Problem. Work through the data line by line, gathering every line that has the word "Appends".

(Stored items)

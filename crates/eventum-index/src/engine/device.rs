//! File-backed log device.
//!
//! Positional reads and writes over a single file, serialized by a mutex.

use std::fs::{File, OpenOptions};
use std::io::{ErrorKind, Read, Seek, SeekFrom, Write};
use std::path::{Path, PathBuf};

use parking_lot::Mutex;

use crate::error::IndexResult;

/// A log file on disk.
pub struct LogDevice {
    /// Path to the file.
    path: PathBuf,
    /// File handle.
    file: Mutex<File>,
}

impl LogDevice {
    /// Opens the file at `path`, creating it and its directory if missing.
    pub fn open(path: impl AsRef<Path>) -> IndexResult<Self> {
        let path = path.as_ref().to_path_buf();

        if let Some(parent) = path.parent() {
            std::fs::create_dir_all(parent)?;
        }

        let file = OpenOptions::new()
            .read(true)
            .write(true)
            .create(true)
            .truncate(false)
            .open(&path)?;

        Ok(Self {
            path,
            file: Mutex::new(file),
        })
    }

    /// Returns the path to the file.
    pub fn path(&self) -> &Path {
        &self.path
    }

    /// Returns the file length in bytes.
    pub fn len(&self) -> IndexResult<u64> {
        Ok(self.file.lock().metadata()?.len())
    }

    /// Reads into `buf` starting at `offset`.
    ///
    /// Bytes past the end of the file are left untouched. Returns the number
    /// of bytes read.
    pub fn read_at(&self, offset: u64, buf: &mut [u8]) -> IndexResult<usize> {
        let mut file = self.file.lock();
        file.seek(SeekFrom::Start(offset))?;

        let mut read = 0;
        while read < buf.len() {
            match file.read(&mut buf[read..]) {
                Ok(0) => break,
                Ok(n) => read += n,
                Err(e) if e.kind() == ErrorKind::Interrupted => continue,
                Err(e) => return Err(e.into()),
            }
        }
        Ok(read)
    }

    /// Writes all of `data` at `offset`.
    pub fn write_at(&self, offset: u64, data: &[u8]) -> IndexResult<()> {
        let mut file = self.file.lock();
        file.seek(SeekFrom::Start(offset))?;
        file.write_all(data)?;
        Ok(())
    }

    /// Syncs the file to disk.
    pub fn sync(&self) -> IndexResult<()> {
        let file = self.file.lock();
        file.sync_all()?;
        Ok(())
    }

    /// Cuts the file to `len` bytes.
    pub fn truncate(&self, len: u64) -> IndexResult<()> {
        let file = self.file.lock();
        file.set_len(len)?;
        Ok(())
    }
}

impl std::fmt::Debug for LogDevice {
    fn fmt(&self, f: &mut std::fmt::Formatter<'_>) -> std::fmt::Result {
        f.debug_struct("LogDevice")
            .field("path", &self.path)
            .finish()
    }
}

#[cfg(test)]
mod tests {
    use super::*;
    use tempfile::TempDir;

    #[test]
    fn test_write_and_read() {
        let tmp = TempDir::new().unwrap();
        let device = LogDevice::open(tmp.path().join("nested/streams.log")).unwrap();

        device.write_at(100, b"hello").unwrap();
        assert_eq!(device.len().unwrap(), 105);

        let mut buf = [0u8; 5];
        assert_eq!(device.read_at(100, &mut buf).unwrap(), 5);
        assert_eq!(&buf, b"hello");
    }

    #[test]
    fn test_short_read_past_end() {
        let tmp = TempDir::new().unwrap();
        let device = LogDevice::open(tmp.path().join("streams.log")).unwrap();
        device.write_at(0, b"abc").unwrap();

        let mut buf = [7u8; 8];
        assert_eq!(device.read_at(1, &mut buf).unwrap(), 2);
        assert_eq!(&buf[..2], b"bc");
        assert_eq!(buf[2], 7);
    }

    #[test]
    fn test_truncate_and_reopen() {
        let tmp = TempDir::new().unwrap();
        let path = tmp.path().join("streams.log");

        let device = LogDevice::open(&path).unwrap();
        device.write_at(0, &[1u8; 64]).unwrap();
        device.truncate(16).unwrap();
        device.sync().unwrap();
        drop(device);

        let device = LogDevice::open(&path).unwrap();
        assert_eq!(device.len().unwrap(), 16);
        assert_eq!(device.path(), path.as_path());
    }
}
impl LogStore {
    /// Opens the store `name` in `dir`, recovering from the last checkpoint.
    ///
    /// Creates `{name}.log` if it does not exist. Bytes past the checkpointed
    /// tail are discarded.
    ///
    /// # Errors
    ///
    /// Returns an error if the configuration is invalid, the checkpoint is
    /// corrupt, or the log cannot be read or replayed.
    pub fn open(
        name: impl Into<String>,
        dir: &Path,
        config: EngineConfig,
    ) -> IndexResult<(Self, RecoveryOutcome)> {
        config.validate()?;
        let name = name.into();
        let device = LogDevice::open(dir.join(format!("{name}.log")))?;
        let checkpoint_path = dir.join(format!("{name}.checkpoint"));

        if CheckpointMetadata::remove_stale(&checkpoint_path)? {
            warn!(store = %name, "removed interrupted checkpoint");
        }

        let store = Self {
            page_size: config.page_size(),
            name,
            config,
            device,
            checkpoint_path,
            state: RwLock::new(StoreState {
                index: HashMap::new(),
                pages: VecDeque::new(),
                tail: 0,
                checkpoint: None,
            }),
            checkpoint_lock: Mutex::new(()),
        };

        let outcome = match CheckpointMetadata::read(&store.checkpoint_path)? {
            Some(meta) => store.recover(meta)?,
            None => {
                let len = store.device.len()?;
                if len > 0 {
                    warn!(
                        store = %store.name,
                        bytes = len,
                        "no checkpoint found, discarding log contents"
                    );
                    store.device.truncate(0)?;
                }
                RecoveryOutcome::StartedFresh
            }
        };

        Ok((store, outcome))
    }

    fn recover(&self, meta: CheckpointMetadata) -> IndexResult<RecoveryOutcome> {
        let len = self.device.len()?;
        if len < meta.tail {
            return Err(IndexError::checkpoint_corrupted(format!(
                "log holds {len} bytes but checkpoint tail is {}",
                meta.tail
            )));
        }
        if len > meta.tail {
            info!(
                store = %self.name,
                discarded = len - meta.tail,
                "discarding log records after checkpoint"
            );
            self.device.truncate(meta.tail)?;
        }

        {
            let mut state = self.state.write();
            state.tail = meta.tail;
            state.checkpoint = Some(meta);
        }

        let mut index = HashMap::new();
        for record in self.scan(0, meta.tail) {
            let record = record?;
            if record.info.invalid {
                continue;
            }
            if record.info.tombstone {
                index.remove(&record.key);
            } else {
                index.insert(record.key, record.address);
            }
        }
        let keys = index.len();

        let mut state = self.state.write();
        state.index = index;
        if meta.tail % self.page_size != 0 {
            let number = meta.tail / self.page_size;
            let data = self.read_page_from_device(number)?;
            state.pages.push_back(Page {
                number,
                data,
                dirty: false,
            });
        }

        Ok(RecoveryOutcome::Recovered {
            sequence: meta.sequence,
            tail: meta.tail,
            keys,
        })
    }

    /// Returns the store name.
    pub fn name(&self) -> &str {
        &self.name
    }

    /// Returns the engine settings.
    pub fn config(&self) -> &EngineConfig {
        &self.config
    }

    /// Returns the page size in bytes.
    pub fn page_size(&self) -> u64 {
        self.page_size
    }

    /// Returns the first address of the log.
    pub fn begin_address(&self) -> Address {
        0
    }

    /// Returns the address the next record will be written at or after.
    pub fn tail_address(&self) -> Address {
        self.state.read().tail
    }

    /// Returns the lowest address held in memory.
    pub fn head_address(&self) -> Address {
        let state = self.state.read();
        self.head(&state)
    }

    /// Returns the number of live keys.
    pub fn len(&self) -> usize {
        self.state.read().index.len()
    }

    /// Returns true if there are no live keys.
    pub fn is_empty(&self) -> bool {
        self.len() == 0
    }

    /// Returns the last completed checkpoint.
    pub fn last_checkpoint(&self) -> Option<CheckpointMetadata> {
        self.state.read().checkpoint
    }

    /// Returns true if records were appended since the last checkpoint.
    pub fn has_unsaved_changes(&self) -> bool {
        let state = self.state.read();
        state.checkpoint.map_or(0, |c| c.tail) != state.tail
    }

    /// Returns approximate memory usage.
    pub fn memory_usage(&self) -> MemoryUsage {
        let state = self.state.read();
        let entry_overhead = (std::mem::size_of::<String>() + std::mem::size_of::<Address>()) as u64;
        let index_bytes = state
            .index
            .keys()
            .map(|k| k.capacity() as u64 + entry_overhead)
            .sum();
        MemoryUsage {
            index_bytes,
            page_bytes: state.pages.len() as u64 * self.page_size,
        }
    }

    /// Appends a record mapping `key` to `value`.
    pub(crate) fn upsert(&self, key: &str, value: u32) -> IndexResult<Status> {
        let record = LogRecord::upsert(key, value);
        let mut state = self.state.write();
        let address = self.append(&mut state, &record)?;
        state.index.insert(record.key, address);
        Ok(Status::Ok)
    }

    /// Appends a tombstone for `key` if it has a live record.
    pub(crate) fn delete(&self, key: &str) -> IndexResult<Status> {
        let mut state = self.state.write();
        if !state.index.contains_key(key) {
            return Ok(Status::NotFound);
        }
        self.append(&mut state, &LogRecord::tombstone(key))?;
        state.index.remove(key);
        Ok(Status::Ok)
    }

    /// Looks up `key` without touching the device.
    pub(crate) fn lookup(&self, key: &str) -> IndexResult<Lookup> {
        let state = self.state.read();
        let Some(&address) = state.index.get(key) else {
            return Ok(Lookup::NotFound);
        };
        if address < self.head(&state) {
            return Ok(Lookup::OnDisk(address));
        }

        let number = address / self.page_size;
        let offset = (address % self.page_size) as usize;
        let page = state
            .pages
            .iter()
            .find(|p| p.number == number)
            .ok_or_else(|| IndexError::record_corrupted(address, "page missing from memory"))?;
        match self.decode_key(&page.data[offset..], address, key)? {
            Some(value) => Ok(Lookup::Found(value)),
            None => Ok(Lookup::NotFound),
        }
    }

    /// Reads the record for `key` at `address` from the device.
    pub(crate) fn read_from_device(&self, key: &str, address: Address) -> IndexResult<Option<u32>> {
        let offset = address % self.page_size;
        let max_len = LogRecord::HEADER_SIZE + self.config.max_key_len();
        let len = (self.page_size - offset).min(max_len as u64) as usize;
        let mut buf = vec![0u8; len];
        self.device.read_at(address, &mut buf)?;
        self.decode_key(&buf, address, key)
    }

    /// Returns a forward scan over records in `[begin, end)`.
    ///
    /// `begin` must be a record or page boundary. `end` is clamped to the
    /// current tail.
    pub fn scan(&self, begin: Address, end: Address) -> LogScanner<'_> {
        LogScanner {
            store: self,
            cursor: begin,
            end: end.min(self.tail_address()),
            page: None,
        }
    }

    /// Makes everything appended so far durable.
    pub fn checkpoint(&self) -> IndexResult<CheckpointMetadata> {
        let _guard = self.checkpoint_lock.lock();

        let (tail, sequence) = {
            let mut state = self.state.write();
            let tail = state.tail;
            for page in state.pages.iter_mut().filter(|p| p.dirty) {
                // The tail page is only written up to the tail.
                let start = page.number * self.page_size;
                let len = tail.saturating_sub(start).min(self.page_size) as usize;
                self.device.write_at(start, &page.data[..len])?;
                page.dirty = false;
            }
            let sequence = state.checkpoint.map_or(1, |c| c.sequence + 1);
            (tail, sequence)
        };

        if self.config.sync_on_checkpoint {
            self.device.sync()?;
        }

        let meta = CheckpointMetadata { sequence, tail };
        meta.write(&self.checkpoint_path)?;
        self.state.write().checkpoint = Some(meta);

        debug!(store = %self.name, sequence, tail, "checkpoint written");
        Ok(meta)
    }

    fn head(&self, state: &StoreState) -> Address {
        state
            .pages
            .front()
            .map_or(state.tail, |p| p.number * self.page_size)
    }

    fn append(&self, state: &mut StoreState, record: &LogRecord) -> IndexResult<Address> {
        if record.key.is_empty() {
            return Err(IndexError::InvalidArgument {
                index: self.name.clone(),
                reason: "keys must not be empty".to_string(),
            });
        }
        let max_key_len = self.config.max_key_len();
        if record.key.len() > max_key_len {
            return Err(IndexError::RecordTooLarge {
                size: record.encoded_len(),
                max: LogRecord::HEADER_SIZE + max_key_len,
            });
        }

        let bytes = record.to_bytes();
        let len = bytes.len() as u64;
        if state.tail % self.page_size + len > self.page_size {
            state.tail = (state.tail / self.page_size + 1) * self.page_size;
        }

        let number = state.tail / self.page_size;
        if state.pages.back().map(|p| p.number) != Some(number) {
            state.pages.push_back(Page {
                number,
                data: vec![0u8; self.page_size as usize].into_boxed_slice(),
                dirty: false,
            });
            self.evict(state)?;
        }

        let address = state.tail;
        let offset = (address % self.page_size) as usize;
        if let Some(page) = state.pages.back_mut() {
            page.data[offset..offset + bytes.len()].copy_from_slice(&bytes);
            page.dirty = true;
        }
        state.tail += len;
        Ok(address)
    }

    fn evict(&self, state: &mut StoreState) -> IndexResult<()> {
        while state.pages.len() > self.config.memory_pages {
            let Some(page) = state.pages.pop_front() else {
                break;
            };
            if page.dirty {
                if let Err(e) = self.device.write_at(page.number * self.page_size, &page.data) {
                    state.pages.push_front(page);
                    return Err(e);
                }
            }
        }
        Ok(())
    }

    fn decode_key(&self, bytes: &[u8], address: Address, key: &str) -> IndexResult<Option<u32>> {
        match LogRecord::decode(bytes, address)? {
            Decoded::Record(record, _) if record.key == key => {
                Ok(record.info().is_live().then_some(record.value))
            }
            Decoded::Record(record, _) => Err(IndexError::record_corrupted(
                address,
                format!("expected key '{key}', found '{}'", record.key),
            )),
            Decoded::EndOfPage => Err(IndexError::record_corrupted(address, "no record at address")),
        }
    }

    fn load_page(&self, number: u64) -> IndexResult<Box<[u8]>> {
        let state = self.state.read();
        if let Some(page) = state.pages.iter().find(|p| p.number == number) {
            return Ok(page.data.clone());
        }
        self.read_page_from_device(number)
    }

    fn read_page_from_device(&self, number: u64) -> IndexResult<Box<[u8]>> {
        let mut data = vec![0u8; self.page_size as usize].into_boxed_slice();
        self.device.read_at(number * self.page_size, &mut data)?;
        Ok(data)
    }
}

The answer.
    /// Appends a record mapping `key` to `value`.
    /// Appends a tombstone for `key` if it has a live record.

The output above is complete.